■ **Exercise details**
Report every line below that carries the word "primary".

━━━ Material to process

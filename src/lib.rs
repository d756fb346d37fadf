pub mod config;
pub mod datanode;
pub mod error;
pub mod features;
pub mod kernel;
pub mod logging;
pub mod metrics;
pub mod names;
pub mod rewrite;
pub mod route;
pub mod rule;
pub mod sharding;
pub mod statement;
pub mod value;

#[cfg(test)]
mod test_support;

pub use config::{ConfigurationProperties, RuleConfiguration};
pub use datanode::DataNode;
pub use error::{Error, ErrorKind, Result};
pub use kernel::{ExecutionContext, ExecutionUnit, Kernel, QueryContext};
pub use rewrite::{SqlRewriteEngine, SqlRewriteResult, SqlRewriteUnit};
pub use route::{RouteCategory, RouteContext, RouteMapper, RouteUnit, Router};
pub use rule::RuleSet;
pub use sharding::{AlgorithmRegistry, ShardingAlgorithm};
pub use statement::{Arg, StatementBuilder, StatementContext, StatementKind};
pub use value::Value;
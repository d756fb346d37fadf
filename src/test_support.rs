//! Shared rule fixtures for unit tests.

use std::collections::BTreeMap;

use crate::config::{
    AlgorithmConfiguration, Properties, RuleConfiguration, ShardingRuleConfiguration,
    ShardingTableConfiguration, SingleTableConfiguration, StrategyConfiguration,
};
use crate::rule::RuleSet;

/// `t_order` and `t_order_item` bound together over `ds_0..1` x `_0..2`,
/// databases by `user_id % 2`, tables by `order_id % 3`. `t_config` is
/// broadcast and `t_user` lives in `ds_1`.
pub(crate) fn order_config() -> RuleConfiguration {
    let mut algorithms = BTreeMap::new();
    algorithms.insert(
        "database_mod".to_string(),
        AlgorithmConfiguration::new("MOD", Properties::new().with("sharding-count", 2)),
    );
    algorithms.insert(
        "table_mod".to_string(),
        AlgorithmConfiguration::new("MOD", Properties::new().with("sharding-count", 3)),
    );
    let table = |logic: &str| ShardingTableConfiguration {
        logic_table: logic.to_string(),
        actual_data_nodes: Some(format!("ds_${{0..1}}.{}_${{0..2}}", logic)),
        database_strategy: None,
        table_strategy: None,
    };
    RuleConfiguration {
        data_sources: vec!["ds_0".to_string(), "ds_1".to_string()],
        sharding: Some(ShardingRuleConfiguration {
            tables: vec![table("t_order"), table("t_order_item")],
            binding_tables: vec!["t_order,t_order_item".to_string()],
            broadcast_tables: vec!["t_config".to_string()],
            default_database_strategy: Some(StrategyConfiguration::standard(
                "user_id",
                "database_mod",
            )),
            default_table_strategy: Some(StrategyConfiguration::standard("order_id", "table_mod")),
            algorithms,
        }),
        single_tables: vec![SingleTableConfiguration {
            table: "t_user".to_string(),
            data_source: "ds_1".to_string(),
        }],
        ..Default::default()
    }
}

pub(crate) fn order_rules() -> RuleSet {
    RuleSet::build(&order_config()).unwrap()
}
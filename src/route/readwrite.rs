use tracing::debug;

use crate::error::Result;
use crate::features::ReadwriteSplittingRule;
use crate::statement::StatementContext;

use super::{RouteContext, RouteMapper};

/// Replaces read/write group names with the primary or a replica. The
/// replica is chosen once per statement so every unit of a group agrees.
pub fn route(
    context: RouteContext,
    statement: &StatementContext,
    rule: &ReadwriteSplittingRule,
) -> Result<RouteContext> {
    let primary = rule.is_primary_route(statement);
    let category = context.category().clone();
    let mut chosen: Vec<(String, String)> = Vec::new();
    context.map_data_sources(category, |mapper| {
        let previous = chosen
            .iter()
            .find(|(group, _)| group.eq_ignore_ascii_case(&mapper.actual_name));
        if let Some((_, actual)) = previous {
            return Ok(RouteMapper::new(mapper.logic_name.clone(), actual.clone()));
        }
        Ok(match rule.route(&mapper.actual_name, primary) {
            Some(actual) => {
                debug!(
                    group = %mapper.actual_name,
                    actual,
                    primary,
                    "read/write data source chosen"
                );
                chosen.push((mapper.actual_name.clone(), actual.to_string()));
                RouteMapper::new(mapper.logic_name.clone(), actual)
            }
            None => mapper.clone(),
        })
    })
}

━━━━━━

■ **Task solution**
/// Replaces read/write group names with the primary or a replica. The
    let primary = rule.is_primary_route(statement);
        Ok(match rule.route(&mapper.actual_name, primary) {
                    primary,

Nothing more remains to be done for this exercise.